## Problem
Please return every line below that contains the string "case".

## Data shown
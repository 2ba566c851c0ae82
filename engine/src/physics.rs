// Copyright 2025 The ENKA-S Authors
//
// Licensed under the Apache License, Version 2.0 (the "License");
// you may not use this file except in compliance with the License.
// You may obtain a copy of the License at
//
//     http://www.apache.org/licenses/LICENSE-2.0
//
// Unless required by applicable law or agreed to in writing, software
// distributed under the License is distributed on an "AS IS" BASIS,
// WITHOUT WARRANTIES OR CONDITIONS OF ANY KIND, either express or implied.
// See the License for the specific language governing permissions and
// limitations under the License.
//! Energy, momentum and scale functionals of a [`System`], plus the
//! Hénon-unit rescaling every integrator applies at `set_system`.

use crate::math::{Bivector3D, Vector3D};
use crate::system::System;

/// Gravitational constant in pc, solar masses and km/s. Only meaningful
/// before a system has been rescaled to Hénon units (G = 1 afterwards);
/// generators that sample in physical units and the one-time Hénon
/// rescaling are the only callers that should ever reference it.
pub const G: f64 = 0.004300917271;

/// `Σ_{i<j} mᵢmⱼ / sqrt(‖rᵢ−rⱼ‖² + ε²)`, the positive pairwise mass sum that
/// underlies both the potential energy and the virial radius.
fn softened_pairwise_mass_sum(system: &System, softening: f64) -> f64 {
    let eps2 = softening * softening;
    let n = system.count();
    let mut sum = 0.0;
    for i in 0..n {
        for j in (i + 1)..n {
            let dist2 = (system.positions[i] - system.positions[j]).norm2() + eps2;
            sum += system.masses[i] * system.masses[j] / dist2.sqrt();
        }
    }
    sum
}

/// Total kinetic energy, `½ Σ mᵢ‖vᵢ‖²`.
pub fn kinetic_energy(system: &System) -> f64 {
    let sum: f64 = system
        .velocities
        .iter()
        .zip(&system.masses)
        .map(|(v, &m)| m * v.norm2())
        .sum();
    0.5 * sum
}

/// Total potential energy, `−g · Σ_{i<j} mᵢmⱼ / sqrt(‖rᵢ−rⱼ‖² + ε²)`.
///
/// `g` is the gravitational constant to use: pass [`G`] for a system still
/// in physical units, or `1.0` once a system has been rescaled to Hénon
/// units (the case for every system an integrator actually steps).
pub fn potential_energy(system: &System, softening: f64, g: f64) -> f64 {
    -g * softened_pairwise_mass_sum(system, softening)
}

/// Total angular momentum, `Σ wedge(rᵢ, mᵢvᵢ)`.
pub fn angular_momentum(system: &System) -> Bivector3D {
    system
        .positions
        .iter()
        .zip(&system.velocities)
        .zip(&system.masses)
        .map(|((r, v), &m)| Bivector3D::wedge(r, &(*v * m)))
        .sum()
}

pub fn total_mass(system: &System) -> f64 {
    system.masses.iter().sum()
}

/// Centre of mass position, `(Σ mᵢrᵢ) / Σmᵢ`.
pub fn center_of_mass_pos(system: &System) -> Vector3D {
    let weighted: Vector3D = system
        .positions
        .iter()
        .zip(&system.masses)
        .map(|(r, &m)| *r * m)
        .sum();
    weighted / total_mass(system)
}

/// Centre of mass velocity, `(Σ mᵢvᵢ) / Σmᵢ`.
pub fn center_of_mass_vel(system: &System) -> Vector3D {
    let weighted: Vector3D = system
        .velocities
        .iter()
        .zip(&system.masses)
        .map(|(v, &m)| *v * m)
        .sum();
    weighted / total_mass(system)
}

/// Translate every position and velocity so the system sits in its own
/// barycentric frame (zero centre-of-mass position and velocity).
pub fn center_system(system: &mut System) {
    let com_pos = center_of_mass_pos(system);
    let com_vel = center_of_mass_vel(system);
    for r in &mut system.positions {
        *r -= com_pos;
    }
    for v in &mut system.velocities {
        *v -= com_vel;
    }
}

/// Virial radius, `M² / Σ_{i<j} mᵢmⱼ/‖rᵢ−rⱼ‖` (softened, matching the force
/// law actually integrated).
pub fn virial_radius(system: &System, softening: f64) -> f64 {
    let m = total_mass(system);
    m * m / softened_pairwise_mass_sum(system, softening)
}

/// Mean-square velocity about the centre-of-mass frame, `(1/N) Σ ‖vᵢ − com_vel‖²`.
pub fn mean_square_velocity(system: &System) -> f64 {
    let com_vel = center_of_mass_vel(system);
    let n = system.count();
    if n == 0 {
        return 0.0;
    }
    let sum: f64 = system.velocities.iter().map(|v| (*v - com_vel).norm2()).sum();
    sum / n as f64
}

/// Crossing time estimator, `r_vir / sqrt(ms_vel)` (Binney & Tremaine).
pub fn crossing_time(r_vir: f64, ms_vel: f64) -> f64 {
    r_vir / ms_vel.sqrt()
}

/// Rescale a system, in place, to standard N-body (Hénon) units: total mass
/// 1, total energy −¼, with `G` implicitly 1 from then on.
///
/// Centres the system first, then derives independent length and velocity
/// scale factors from the requirement that the rescaled dynamics are
/// dimensionally the same system under `G = 1`: the length unit is the
/// system's physical virial radius at its current total energy, and the
/// velocity unit follows from `G·M/L_unit = V_unit²`.
pub fn scale_to_henon_units(system: &mut System, softening: f64) {
    center_system(system);

    let e_kin = kinetic_energy(system);
    let e_pot = potential_energy(system, softening, G);
    let total_energy = (e_kin + e_pot).abs();
    let m = total_mass(system);

    let length_scale = 4.0 * total_energy / (G * m * m);
    let velocity_scale = (m / (4.0 * total_energy)).sqrt();

    for r in &mut system.positions {
        *r *= length_scale;
    }
    for v in &mut system.velocities {
        *v *= velocity_scale;
    }
    for mass in &mut system.masses {
        *mass /= m;
    }
}

/// Scalar and vector functionals of a [`System`] at one instant, sampled by
/// a [`crate::runner::Runner`] for the diagnostics stream.
#[derive(Debug, Clone, Copy, PartialEq)]
pub struct Diagnostics {
    pub e_kin: f64,
    pub e_pot: f64,
    pub l_tot: Bivector3D,
    pub com_pos: Vector3D,
    pub com_vel: Vector3D,
    pub r_vir: f64,
    pub ms_vel: f64,
    pub t_cr: f64,
}

impl Diagnostics {
    /// Compute every functional of `system` at once. `g` should be `1.0`
    /// for any system that has already passed through
    /// [`scale_to_henon_units`] (the common case).
    pub fn compute(system: &System, softening: f64, g: f64) -> Diagnostics {
        let r_vir = virial_radius(system, softening);
        let ms_vel = mean_square_velocity(system);
        Diagnostics {
            e_kin: kinetic_energy(system),
            e_pot: potential_energy(system, softening, g),
            l_tot: angular_momentum(system),
            com_pos: center_of_mass_pos(system),
            com_vel: center_of_mass_vel(system),
            r_vir,
            ms_vel,
            t_cr: crossing_time(r_vir, ms_vel),
        }
    }
}

#[cfg(test)]
mod tests {
    use super::*;

    fn three_body_system() -> System {
        System::from_arrays(
            vec![
                Vector3D::new(0.0, 0.0, 0.0),
                Vector3D::new(1.0, 0.0, 0.0),
                Vector3D::new(0.0, 1.0, 0.0),
            ],
            vec![
                Vector3D::new(1.0, 0.0, 0.0),
                Vector3D::new(0.0, 2.0, 0.0),
                Vector3D::new(0.0, 0.0, 3.0),
            ],
            vec![1.0, 2.0, 3.0],
        )
    }

    #[test]
    fn kinetic_energy_matches_reference_scenario() {
        assert_eq!(kinetic_energy(&three_body_system()), 18.0);
    }

    #[test]
    fn potential_energy_matches_reference_scenario() {
        let e_pot = potential_energy(&three_body_system(), 1e-6, 1.0);
        assert!((e_pot - (-9.2426406871157241)).abs() < 1e-9);
    }

    #[test]
    fn angular_momentum_matches_reference_scenario() {
        let system = System::from_arrays(
            vec![
                Vector3D::new(1.0, 0.0, 0.0),
                Vector3D::new(0.0, 1.0, 0.0),
                Vector3D::new(0.0, 0.0, 1.0),
            ],
            vec![
                Vector3D::new(0.0, 1.0, 2.0),
                Vector3D::new(2.0, 3.0, 4.0),
                Vector3D::new(5.0, 6.0, 7.0),
            ],
            vec![1.0, 2.0, 3.0],
        );
        assert!((angular_momentum(&system).norm() - 16.673332000533065).abs() < 1e-9);
    }

    #[test]
    fn center_system_zeroes_com_pos_and_vel() {
        let mut system = System::from_arrays(
            vec![Vector3D::new(1.0, 0.0, 0.0), Vector3D::new(2.0, 0.0, 0.0), Vector3D::new(4.0, 0.0, 0.0)],
            vec![Vector3D::new(1.0, 0.0, 0.0), Vector3D::new(2.0, 0.0, 0.0), Vector3D::new(4.0, 0.0, 0.0)],
            vec![1.0, 2.0, 4.0],
        );
        center_system(&mut system);
        assert!((system.positions[0].x - (-2.0)).abs() < 1e-12);
        assert!((system.positions[1].x - (-1.0)).abs() < 1e-12);
        assert!((system.positions[2].x - 1.0).abs() < 1e-12);
        assert!((system.velocities[0].x - (-2.0)).abs() < 1e-12);
        assert!((system.velocities[1].x - (-1.0)).abs() < 1e-12);
        assert!((system.velocities[2].x - 1.0).abs() < 1e-12);
    }

    #[test]
    fn henon_scaling_normalizes_mass_and_energy() {
        let mut system = three_body_system();
        scale_to_henon_units(&mut system, 1e-3);

        assert!((total_mass(&system) - 1.0).abs() < 1e-9);

        let e_kin = kinetic_energy(&system);
        let e_pot = potential_energy(&system, 1e-3, 1.0);
        assert!((e_kin + e_pot - (-0.25)).abs() < 1e-6);

        assert!(center_of_mass_pos(&system).norm() < 1e-9);
        assert!(center_of_mass_vel(&system).norm() < 1e-9);
    }

    #[test]
    fn diagnostics_compute_is_internally_consistent() {
        let mut system = three_body_system();
        scale_to_henon_units(&mut system, 1e-3);
        let diag = Diagnostics::compute(&system, 1e-3, 1.0);
        assert!((diag.t_cr - diag.r_vir / diag.ms_vel.sqrt()).abs() < 1e-12);
    }
}
// Copyright 2025 The ENKA-S Authors
//
// Licensed under the Apache License, Version 2.0 (the "License");
// you may not use this file except in compliance with the License.
// You may obtain a copy of the License at
//
//     http://www.apache.org/licenses/LICENSE-2.0
//
// Unless required by applicable law or agreed to in writing, software
// distributed under the License is distributed on an "AS IS" BASIS,
// WITHOUT WARRANTIES OR CONDITIONS OF ANY KIND, either express or implied.
// See the License for the specific language governing permissions and
// limitations under the License.
//! Compares the Barnes-Hut leapfrog step against direct O(N²) leapfrog as
//! particle count grows, to show the octree's asymptotic payoff.

use criterion::{black_box, criterion_group, criterion_main, BenchmarkId, Criterion};

use nbody_engine::dataflow::CancellationToken;
use nbody_engine::generation::{self, GenerationConfig, GenerationSettings, PlummerSphereSettings};
use nbody_engine::integration::{
    BarnesHutLeapfrogSettings, BarnesHutLeapfrogSimulator, Integrator, LeapfrogSettings, LeapfrogSimulator,
};

fn plummer_sphere(n: usize) -> nbody_engine::system::System {
    let config = GenerationConfig {
        seed: 3,
        settings: GenerationSettings::PlummerSphere(PlummerSphereSettings {
            particle_count: n,
            sphere_radius: 10.0,
            total_mass: n as f64,
        }),
    };
    generation::create(&config).unwrap()
}

fn bench_step(c: &mut Criterion) {
    let mut group = c.benchmark_group("n_squared_vs_octree");
    let cancel = CancellationToken::new();

    for &n in &[128usize, 512, 2048] {
        group.bench_with_input(BenchmarkId::new("direct_leapfrog", n), &n, |b, &n| {
            let mut sim = LeapfrogSimulator::new(LeapfrogSettings { time_step: 0.001, softening_parameter: 0.05 });
            sim.set_system(plummer_sphere(n)).unwrap();
            b.iter(|| sim.step(black_box(&cancel)));
        });

        group.bench_with_input(BenchmarkId::new("barnes_hut_leapfrog", n), &n, |b, &n| {
            let mut sim = BarnesHutLeapfrogSimulator::new(BarnesHutLeapfrogSettings {
                time_step: 0.001,
                theta_mac: 0.5,
                softening_parameter: 0.05,
            });
            sim.set_system(plummer_sphere(n)).unwrap();
            b.iter(|| sim.step(black_box(&cancel)));
        });
    }

    group.finish();
}

criterion_group!(benches, bench_step);
criterion_main!(benches);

## Answer area
/// units (the case for every system an integrator actually steps).
    /// [`scale_to_henon_units`] (the common case).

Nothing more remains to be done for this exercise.